キオクノオト

記憶の音 ~ 好きだった人。好きな人。好きになってくれた人。

京都で彼を想う。

ひとり旅。

 

わたしはひとり旅が好きだ。

誰にも邪魔をされず、自分の好きな時間に自分のペースで

行きたいところに行けるから。

だから早朝とか深夜でもガンガン行動する。

誰かが一緒だと、こういうことってなかなか出来ないし。

 

京都へひとり旅。

安井金比羅宮へ行く。

悪縁を切り良縁を結ぶというご利益があるという。

 

わたしにとって悪縁とは誰で、良縁とは誰なんだろう?

ご利益をものすごく信じているわけではないけど、

ここにお詣りしたことで、なにか変化があるのかな。

 

次の日の早朝、伏見稲荷大社に行く。

ちょうど到着した頃、彼からLINEが届く。

こんな朝早くにLINEを送ってくるなんて、本当に珍しい。

 

『実は今、京都にいるんですよ。

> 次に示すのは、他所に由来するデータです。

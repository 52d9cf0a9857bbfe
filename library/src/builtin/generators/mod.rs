pub mod blend;
pub mod checkerboard;
pub mod empty;
pub mod fill;
pub mod greyscale;
pub mod invert;
pub mod noise;

pub use self::blend::BlendGenerator;
pub use self::checkerboard::CheckerboardGenerator;
pub use self::empty::EmptyGenerator;
pub use self::fill::FillGenerator;
pub use self::greyscale::GreyscaleGenerator;
pub use self::invert::InvertGenerator;
pub use self::noise::NoiseGenerator;

use crate::model::{Color, Settings};

fn int_setting(settings: &Settings, key: &str, fallback: i64) -> i64 {
    settings
        .get(key)
        .and_then(|v| v.as_int())
        .unwrap_or(fallback)
}

fn double_setting(settings: &Settings, key: &str, fallback: f64) -> f64 {
    settings
        .get(key)
        .and_then(|v| v.as_double())
        .unwrap_or(fallback)
}

fn bool_setting(settings: &Settings, key: &str, fallback: bool) -> bool {
    settings
        .get(key)
        .and_then(|v| v.as_bool())
        .unwrap_or(fallback)
}

fn color_setting(settings: &Settings, key: &str, fallback: Color) -> Color {
    settings
        .get(key)
        .and_then(|v| v.as_color())
        .unwrap_or(fallback)
}

fn string_setting<'a>(settings: &'a Settings, key: &str, fallback: &'a str) -> &'a str {
    settings
        .get(key)
        .and_then(|v| v.as_str())
        .unwrap_or(fallback)
}
impl RawTextFrame {
    fn new(command: Command) -> Self {
        Self {
            command: command.keyword().to_string(),
            headers: Vec::new(),
            body: String::new(),
        }
    }

    fn header(mut self, key: &str, value: impl Into<String>) -> Self {
        self.headers.push((key.to_string(), value.into()));
        self
    }

    fn body(mut self, body: String) -> Self {
        self.body = body;
        self
    }

    /// Render to wire bytes.
    pub fn render(&self) -> Bytes {
        let mut out = String::new();
        out.push_str(&self.command);
        out.push('\n');
        for (key, value) in &self.headers {
            out.push_str(key);
            out.push(':');
            out.push_str(value);
            out.push('\n');
        }
        out.push('\n');
        out.push_str(&self.body);
        Bytes::from(out)
    }

    /// Parse wire bytes into a raw frame.
    ///
    /// Rejects frames with fewer than two lines, frames without the
    /// blank-line header terminator, and header lines without a colon.
    pub fn parse(bytes: &[u8]) -> Result<Self> {
        let text = std::str::from_utf8(bytes)
            .map_err(|_| GatewayError::Protocol("text frame is not valid UTF-8".to_string()))?;
        let lines: Vec<&str> = text.split('\n').collect();
        if lines.len() < 2 {
            return Err(GatewayError::Protocol(
                "text frame has fewer than 2 lines".to_string(),
            ));
        }
        let terminator = lines
            .iter()
            .position(|line| line.is_empty())
            .ok_or_else(|| {
                GatewayError::Protocol("text frame has no blank-line header terminator".to_string())
            })?;
        let mut headers = Vec::with_capacity(terminator.saturating_sub(1));
        for line in &lines[1..terminator] {
            let (key, value) = line.split_once(':').ok_or_else(|| {
                GatewayError::Protocol(format!("malformed header line {line:?}"))
            })?;
            headers.push((key.to_string(), value.to_string()));
        }
        Ok(Self {
            command: lines[0].to_string(),
            headers,
            body: lines[terminator + 1..].join("\n"),
        })
    }

    fn get(&self, key: &str) -> Option<&str> {
        self.headers
            .iter()
            .find(|(k, _)| k == key)
            .map(|(_, v)| v.as_str())
    }

    fn require(&self, command: Command, key: &str) -> Result<&str> {
        self.get(key).ok_or_else(|| GatewayError::missing(command, key))
    }

    fn require_u64(&self, command: Command, key: &str) -> Result<u64> {
        let raw = self.require(command, key)?;
        raw.parse::<u64>().map_err(|_| {
            GatewayError::Protocol(format!(
                "header {key:?} in {} frame is not a number: {raw:?}",
                command.keyword()
            ))
        })
    }
}

// JSON body shapes. Values travel as wire strings and go through the same
// coercion rule as header values.

#[derive(Serialize, Deserialize)]
struct WireDevice {
    id: String,
    name: String,
    functions: String,
}

#[derive(Serialize, Deserialize)]
struct WireDescription {
    id: String,
    description: String,
    flags: String,
}

#[derive(Serialize, Deserialize)]
struct WireReadResult {
    status: String,
    id: String,
    #[serde(default, skip_serializing_if = "Option::is_none")]
    value: Option<String>,
}

#[derive(Serialize, Deserialize)]
struct WireSubscriptionResult {
    status: String,
    id: String,
}

#[derive(Serialize, Deserialize)]
struct WireDatalogEntry {
    timestamp: u64,
    value: String,
}

/// Codec for the line-oriented text encoding.
pub struct TextCodec;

ちょうど伏見稲荷にいるので

〇〇さんの仕事運が上がるようお詣りしてきますね!』

 

なんて、調子のいい言葉を送る。

 

『ほんとですか!すごく嬉しいです』

 

その日の晩、

『ariesさんが願掛けしてくれたからか、1件受注が入りました!』

と、またLINEが送られてきた。

いや、実は面倒で願掛けはしなかった・・・とは言えない。

 

一緒に京都に行きたかったと彼は言う。

でもわたし達は付き合ってないから、彼は

『別の部屋でいいんで、少し離れて歩いてもいいんで(笑)』

と、冗談めかして言う。

 

『そうですね。いつか一緒に行けたらいいですね』

わたしはちょっと挑発的に言う。

 

本当はね、京都にいる間ずっと彼のことを想っていたよ。